By Amanda Morrall
A fraud investigation into failed Herbert Insurance Group could take months of 'sifting' but the insurance broker who inherited its roll has so far discovered that hundreds of policy holders are without cover while hundreds, possibly thousands, paid premiums into an account that was emptied before insurers were paid.
An unaudited estimate contained in a liquidator's report tags the amount owed to insurers at NZ$3 million. A further $NZ2 million ($NZ1.6 million of which is secured debt) is owed to other parties. The company's reported assets are just over half a million, leaving it NZ$4.4 million in the hole.
Aon New Zealand, which took over Herbert's client base at the ''request'' of the insurance industry officials, is in the process of trying to hunt down hundreds of clients whose policies are either non-existant or in arrears.
Aon's Chief Executive Geoff Blampied said that task had proven daunting due to logistics, shoddy paperwork and the sheer volume of clients. Despite early estimates of 4,000, Blampied said associated policies missed in an initial tally raised the count to 6,000 customers.
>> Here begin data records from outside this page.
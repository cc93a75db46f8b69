//! Mail accounts and their OAuth credential.

use std::fmt;

use chrono::{DateTime, Utc};
use serde::{Deserialize, Serialize};

/// OAuth credential of a mail account.
#[derive(Clone, Default, PartialEq, Serialize, Deserialize)]
pub struct Credential {
    #[serde(default)]
    pub access_token: Option<String>,
    #[serde(default)]
    pub refresh_token: Option<String>,
    #[serde(default)]
    pub expiry: Option<DateTime<Utc>>,
}

impl fmt::Debug for Credential {
    fn fmt(&self, f: &mut fmt::Formatter<'_>) -> fmt::Result {
        f.debug_struct("Credential")
            .field("access_token", &self.access_token.as_ref().map(|_| "***"))
            .field("refresh_token", &self.refresh_token.as_ref().map(|_| "***"))
            .field("expiry", &self.expiry)
            .finish()
    }
}

/// A connected mailbox.
#[derive(Debug, Clone, PartialEq, Serialize, Deserialize)]
pub struct MailAccount {
    pub id: String,
    /// Provider id resolved through the mail `ProviderRegistry` (e.g. "gmail").
    pub provider: String,
    pub email: String,
    #[serde(default)]
    pub credential: Credential,
    #[serde(default = "default_true")]
    pub enabled: bool,
}

fn default_true() -> bool {
    true
}

impl MailAccount {
    pub fn new(id: impl Into<String>, provider: impl Into<String>, email: impl Into<String>) -> Self {
        Self {
            id: id.into(),
            provider: provider.into(),
            email: email.into(),
            credential: Credential::default(),
            enabled: true,
        }
    }

    pub fn with_credential(mut self, credential: Credential) -> Self {
        self.credential = credential;
        self
    }
}
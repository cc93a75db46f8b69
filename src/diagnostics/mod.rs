//! Tenant-scoped diagnostics: traces, structured logs and payload redaction.

pub mod log;
pub mod redact;
pub mod trace;

use std::sync::Arc;

pub use log::{LogStream, TenantLog};
pub use redact::Redactor;
pub use trace::{Span, SpanEnd, SpanStart, Trace, TraceLimits, TraceRecorder, TraceStatus};

use crate::clock::Clock;

#[derive(Debug, Clone)]
pub struct DiagnosticsConfig {
    pub trace_capacity: usize,
    pub trace_ttl: chrono::Duration,
    pub spans_per_trace: usize,
    /// Stored payloads larger than this are truncated.
    pub payload_bytes: usize,
    pub redact_keys: Vec<String>,
    pub log_capacity: usize,
    pub log_ttl: chrono::Duration,
}

impl Default for DiagnosticsConfig {
    fn default() -> Self {
        Self {
            trace_capacity: 200,
            trace_ttl: chrono::Duration::days(7),
            spans_per_trace: 64,
            payload_bytes: 16 * 1024,
            redact_keys: redact::DEFAULT_REDACT_KEYS
                .iter()
                .map(|k| k.to_string())
                .collect(),
            log_capacity: 500,
            log_ttl: chrono::Duration::days(7),
        }
    }
}

/// Tracer and tenant log sharing one clock and redaction policy.
pub struct Diagnostics {
    pub tracer: TraceRecorder,
    pub log: TenantLog,
}

impl Diagnostics {
    pub fn new(clock: Arc<dyn Clock>, config: &DiagnosticsConfig) -> Self {
        let redactor = Redactor::new(&config.redact_keys, config.payload_bytes);
        Self {
            tracer: TraceRecorder::new(
                Arc::clone(&clock),
                redactor.clone(),
                TraceLimits {
                    capacity: config.trace_capacity,
                    ttl: config.trace_ttl,
                    max_spans: config.spans_per_trace,
                },
            ),
            log: TenantLog::new(clock, redactor, config.log_capacity, config.log_ttl),
        }
    }
}
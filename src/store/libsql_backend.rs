//! libSQL backend: durable `CollectionStore` implementation.
//!
//! Each tenant collection is one row in `collections`, holding the whole
//! JSON array. Supports local file and in-memory databases.

use std::path::Path;
use std::sync::Arc;

use async_trait::async_trait;
use chrono::Utc;
use libsql::{Connection, Database as LibSqlDatabase, params};
use tracing::{debug, info, warn};

use crate::error::StorageError;
use crate::store::migrations;
use crate::store::traits::CollectionStore;
use crate::tenant::TenantId;

/// libSQL collection store.
///
/// Stores a single connection that is reused for all operations.
/// `libsql::Connection` is `Send + Sync` and safe for concurrent async use.
pub struct LibSqlStore {
    #[allow(dead_code)]
    db: Arc<LibSqlDatabase>,
    conn: Connection,
}

impl LibSqlStore {
    /// Open (or create) a local database file and run migrations.
    pub async fn new_local(path: &Path) -> Result<Self, StorageError> {
        if let Some(parent) = path.parent()
            && !parent.as_os_str().is_empty()
        {
            std::fs::create_dir_all(parent).map_err(|e| {
                StorageError::Connection(format!("Failed to create database directory: {e}"))
            })?;
        }

        let db = libsql::Builder::new_local(path)
            .build()
            .await
            .map_err(|e| StorageError::Connection(format!("Failed to open libSQL database: {e}")))?;

        let store = Self::from_database(db).await?;
        info!(path = %path.display(), "Collection store opened");
        Ok(store)
    }

    /// Create an in-memory database (for tests).
    pub async fn new_memory() -> Result<Self, StorageError> {
        let db = libsql::Builder::new_local(":memory:")
            .build()
            .await
            .map_err(|e| {
                StorageError::Connection(format!("Failed to create in-memory database: {e}"))
            })?;
        Self::from_database(db).await
    }

    async fn from_database(db: LibSqlDatabase) -> Result<Self, StorageError> {
        let conn = db
            .connect()
            .map_err(|e| StorageError::Connection(format!("Failed to create connection: {e}")))?;
        migrations::run_migrations(&conn).await?;
        Ok(Self {
            db: Arc::new(db),
            conn,
        })
    }
}

#[async_trait]
impl CollectionStore for LibSqlStore {
    async fn ensure_tenant(
        &self,
        tenant: &TenantId,
        collections: &[&str],
    ) -> Result<(), StorageError> {
        let now = Utc::now().to_rfc3339();
        self.conn
            .execute(
                "INSERT OR IGNORE INTO tenants (id, created_at) VALUES (?1, ?2)",
                params![tenant.as_str(), now.as_str()],
            )
            .await
            .map_err(|e| StorageError::Query(format!("ensure_tenant: {e}")))?;

        for name in collections {
            self.conn
                .execute(
                    "INSERT OR IGNORE INTO collections (tenant_id, name, body, updated_at)
                     VALUES (?1, ?2, '[]', ?3)",
                    params![tenant.as_str(), *name, now.as_str()],
                )
                .await
                .map_err(|e| StorageError::Query(format!("ensure_tenant({name}): {e}")))?;
        }
        debug!(tenant = %tenant, "Tenant collections ensured");
        Ok(())
    }

    async fn load(
        &self,
        tenant: &TenantId,
        collection: &str,
    ) -> Result<Option<String>, StorageError> {
        let mut rows = self
            .conn
            .query(
                "SELECT body FROM collections WHERE tenant_id = ?1 AND name = ?2",
                params![tenant.as_str(), collection],
            )
            .await
            .map_err(|e| StorageError::Query(format!("load({collection}): {e}")))?;

        let row = rows
            .next()
            .await
            .map_err(|e| StorageError::Query(format!("load({collection}): {e}")))?;

        match row {
            Some(row) => {
                let body: String = row
                    .get(0)
                    .map_err(|e| StorageError::Query(format!("load({collection}): {e}")))?;
                Ok(Some(body))
            }
            None => Ok(None),
        }
    }

    async fn save(
        &self,
        tenant: &TenantId,
        collection: &str,
        body: &str,
    ) -> Result<(), StorageError> {
        let now = Utc::now().to_rfc3339();
        self.conn
            .execute(
                "INSERT INTO collections (tenant_id, name, body, updated_at)
                 VALUES (?1, ?2, ?3, ?4)
                 ON CONFLICT(tenant_id, name)
                 DO UPDATE SET body = excluded.body, updated_at = excluded.updated_at",
                params![tenant.as_str(), collection, body, now.as_str()],
            )
            .await
            .map_err(|e| StorageError::Query(format!("save({collection}): {e}")))?;
        Ok(())
    }

    async fn list_tenants(&self) -> Result<Vec<TenantId>, StorageError> {
        let mut rows = self
            .conn
            .query("SELECT id FROM tenants ORDER BY id ASC", ())
            .await
            .map_err(|e| StorageError::Query(format!("list_tenants: {e}")))?;

        let mut tenants = Vec::new();
        while let Ok(Some(row)) = rows.next().await {
            let raw: String = match row.get(0) {
                Ok(raw) => raw,
                Err(e) => {
                    warn!("Skipping tenant row: {e}");
                    continue;
                }
            };
            match TenantId::parse(&raw) {
                Ok(id) => tenants.push(id),
                Err(e) => warn!("Skipping stored tenant with invalid id: {e}"),
            }
        }
        Ok(tenants)
    }
}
"I knew it would be a challenge but perhaps under-estimated certain aspects of the challenge," said Blampied.
While the majority of Herbert's clients are from the Auckland region, its reach extended across both Islands, and as far as Norfolk.
Only one-third of the way through the client list, Blampied said it was evident that hundreds of Herbert's clients effectively had no cover, despite being under the impression they were insured. Scores more, while they ostensibly had contractual arrangements in place with insurers, were technically in arrears as Herbert had not passed along the premiums.
"A heck of lot" uninsured
In cases where there was documented evidence of an insurance arrangement, policies holders would have their coverage honoured because of an act of law that protected them even in the event that premiums were not paid out by Herbert. Those without documented evidence from an insurer are out of luck and insured.
Blampied said it was premature to say just how many of Herbert's former clients were in that unenviable position but conceded it was "a heck of a lot.''
"We're just trying to work through all that. The paperwork is pretty immense and it's a pretty major job and it's a case of going through client by client. The first priority is to be in contact with the clients, check their records, see if they have cover, if they don't arrange alternative cover for them.''
Serious Fraud Office dirctor Adam Feeley said it was early days and that investigators were still assessing the situation. As such, Feeley said he was not at liberty to discuss any preliminary findings or reveal whether any discussions had taken place with Herbert's Managing Director and shareholder Grant Malcolm Herbert.
Second brush with SFO for company director
Official records show this is not the first time Herbert has come under the scrutiny of the law.
Herbert is actively being investigated by the Securities Commission for his involvement with OPI Pacific Finance (formerly MFS Pacific Finance) where he was once a director.
The SFO, which initially launched a probe into the failed property financier, passed the case on to the Securities Commission in December. (For more see Gareth Vaughan's article here). According to receivers PricewaterhouseCoopers (PwC) OPI owes NZ$274.9 million to nearly 11,000 investors.
A search of the Companies Office Register lists Herbert as the director of as many as 20 companies, most of which are now defunct.
Herbert Insurance group was place in receivership March 7, a few days after it intiated liquidation proceedings. (See original article by Amanda Morrall).
In addition to their retail operation dealing with members of the public and business, Herbert Insurance Group also had a wholesale arrangement where they took business from other brokers and placed it into overseas markets such as Lloyd's.
Its operations are also believed to have included a "premium funding company'' which worked like a finance company. Some of Herbert's customers were finance companies which had collapsed and not paid their bills. Herbert's directors told liquidators the collapses were factors in its own financial problems.